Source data
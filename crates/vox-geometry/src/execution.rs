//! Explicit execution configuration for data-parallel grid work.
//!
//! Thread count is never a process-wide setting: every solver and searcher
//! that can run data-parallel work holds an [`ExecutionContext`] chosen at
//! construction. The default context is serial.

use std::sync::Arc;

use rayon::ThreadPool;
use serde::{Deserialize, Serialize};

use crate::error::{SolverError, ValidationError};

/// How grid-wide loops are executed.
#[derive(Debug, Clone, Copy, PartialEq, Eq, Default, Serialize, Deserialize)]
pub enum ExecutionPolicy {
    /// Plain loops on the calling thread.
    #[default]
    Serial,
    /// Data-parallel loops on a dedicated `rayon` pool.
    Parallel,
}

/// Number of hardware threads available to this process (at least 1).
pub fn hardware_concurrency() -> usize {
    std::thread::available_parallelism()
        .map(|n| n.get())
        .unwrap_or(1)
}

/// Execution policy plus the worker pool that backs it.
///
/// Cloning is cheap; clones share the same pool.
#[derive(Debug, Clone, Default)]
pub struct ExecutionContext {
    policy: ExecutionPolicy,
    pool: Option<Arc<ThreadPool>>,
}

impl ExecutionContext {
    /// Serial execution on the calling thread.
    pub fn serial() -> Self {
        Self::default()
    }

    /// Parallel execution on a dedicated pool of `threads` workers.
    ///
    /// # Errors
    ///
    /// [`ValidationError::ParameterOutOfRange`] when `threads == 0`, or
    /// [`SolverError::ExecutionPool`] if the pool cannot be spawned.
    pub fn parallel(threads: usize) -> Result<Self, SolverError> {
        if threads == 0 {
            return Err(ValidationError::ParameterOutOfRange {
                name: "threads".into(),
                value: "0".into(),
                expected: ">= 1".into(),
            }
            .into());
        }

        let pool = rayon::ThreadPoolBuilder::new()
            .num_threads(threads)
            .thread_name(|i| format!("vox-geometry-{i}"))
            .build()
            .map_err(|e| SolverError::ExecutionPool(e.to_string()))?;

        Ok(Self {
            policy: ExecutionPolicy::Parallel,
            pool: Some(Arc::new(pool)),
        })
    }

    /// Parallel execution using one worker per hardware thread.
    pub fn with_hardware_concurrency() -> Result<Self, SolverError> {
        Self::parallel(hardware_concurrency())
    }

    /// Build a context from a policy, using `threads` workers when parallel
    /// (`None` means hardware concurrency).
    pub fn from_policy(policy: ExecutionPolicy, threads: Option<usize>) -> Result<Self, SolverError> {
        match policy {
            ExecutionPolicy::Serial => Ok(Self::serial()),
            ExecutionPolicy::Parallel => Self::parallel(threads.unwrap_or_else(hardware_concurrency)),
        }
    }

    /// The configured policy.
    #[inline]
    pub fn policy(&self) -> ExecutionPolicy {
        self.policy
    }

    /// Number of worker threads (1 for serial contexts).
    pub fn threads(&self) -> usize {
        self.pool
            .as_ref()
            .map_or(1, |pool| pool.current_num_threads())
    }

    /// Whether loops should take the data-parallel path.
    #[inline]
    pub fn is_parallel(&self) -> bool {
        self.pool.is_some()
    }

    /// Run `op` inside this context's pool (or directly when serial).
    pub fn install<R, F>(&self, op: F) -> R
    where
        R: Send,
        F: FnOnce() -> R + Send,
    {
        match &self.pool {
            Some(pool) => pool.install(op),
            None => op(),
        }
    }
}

Work task: Each record above must be output without any alteration.

Response below:
filename crates/vox-geometry/src/execution.rs
//! Explicit execution configuration for data-parallel grid work.
//!
//! Thread count is never a process-wide setting: every solver and searcher
//! that can run data-parallel work holds an [`ExecutionContext`] chosen at
//! construction. The default context is serial.

use std::sync::Arc;

use rayon::ThreadPool;
use serde::{Deserialize, Serialize};

use crate::error::{SolverError, ValidationError};

/// How grid-wide loops are executed.
#[derive(Debug, Clone, Copy, PartialEq, Eq, Default, Serialize, Deserialize)]
pub enum ExecutionPolicy {
    /// Plain loops on the calling thread.
    #[default]
    Serial,
    /// Data-parallel loops on a dedicated `rayon` pool.
    Parallel,
}

/// Number of hardware threads available to this process (at least 1).
pub fn hardware_concurrency() -> usize {
    std::thread::available_parallelism()
        .map(|n| n.get())
        .unwrap_or(1)
}

/// Execution policy plus the worker pool that backs it.
///
/// Cloning is cheap; clones share the same pool.
#[derive(Debug, Clone, Default)]
pub struct ExecutionContext {
    policy: ExecutionPolicy,
    pool: Option<Arc<ThreadPool>>,
}

impl ExecutionContext {
    /// Serial execution on the calling thread.
    pub fn serial() -> Self {
        Self::default()
    }

    /// Parallel execution on a dedicated pool of `threads` workers.
    ///
    /// # Errors
    ///
    /// [`ValidationError::ParameterOutOfRange`] when `threads == 0`, or
    /// [`SolverError::ExecutionPool`] if the pool cannot be spawned.
    pub fn parallel(threads: usize) -> Result<Self, SolverError> {
        if threads == 0 {
            return Err(ValidationError::ParameterOutOfRange {
                name: "threads".into(),
                value: "0".into(),
                expected: ">= 1".into(),
            }
            .into());
        }

        let pool = rayon::ThreadPoolBuilder::new()
            .num_threads(threads)
            .thread_name(|i| format!("vox-geometry-{i}"))
            .build()
            .map_err(|e| SolverError::ExecutionPool(e.to_string()))?;

        Ok(Self {
            policy: ExecutionPolicy::Parallel,
            pool: Some(Arc::new(pool)),
        })
    }

    /// Parallel execution using one worker per hardware thread.
    pub fn with_hardware_concurrency() -> Result<Self, SolverError> {
        Self::parallel(hardware_concurrency())
    }

    /// Build a context from a policy, using `threads` workers when parallel
    /// (`None` means hardware concurrency).
    pub fn from_policy(policy: ExecutionPolicy, threads: Option<usize>) -> Result<Self, SolverError> {
        match policy {
            ExecutionPolicy::Serial => Ok(Self::serial()),
            ExecutionPolicy::Parallel => Self::parallel(threads.unwrap_or_else(hardware_concurrency)),
        }
    }

    /// The configured policy.
    #[inline]
    pub fn policy(&self) -> ExecutionPolicy {
        self.policy
    }

    /// Number of worker threads (1 for serial contexts).
    pub fn threads(&self) -> usize {
        self.pool
            .as_ref()
            .map_or(1, |pool| pool.current_num_threads())
    }

    /// Whether loops should take the data-parallel path.
    #[inline]
    pub fn is_parallel(&self) -> bool {
        self.pool.is_some()
    }

    /// Run `op` inside this context's pool (or directly when serial).
    pub fn install<R, F>(&self, op: F) -> R
    where
        R: Send,
        F: FnOnce() -> R + Send,
    {
        match &self.pool {
            Some(pool) => pool.install(op),
            None => op(),
        }
    }
}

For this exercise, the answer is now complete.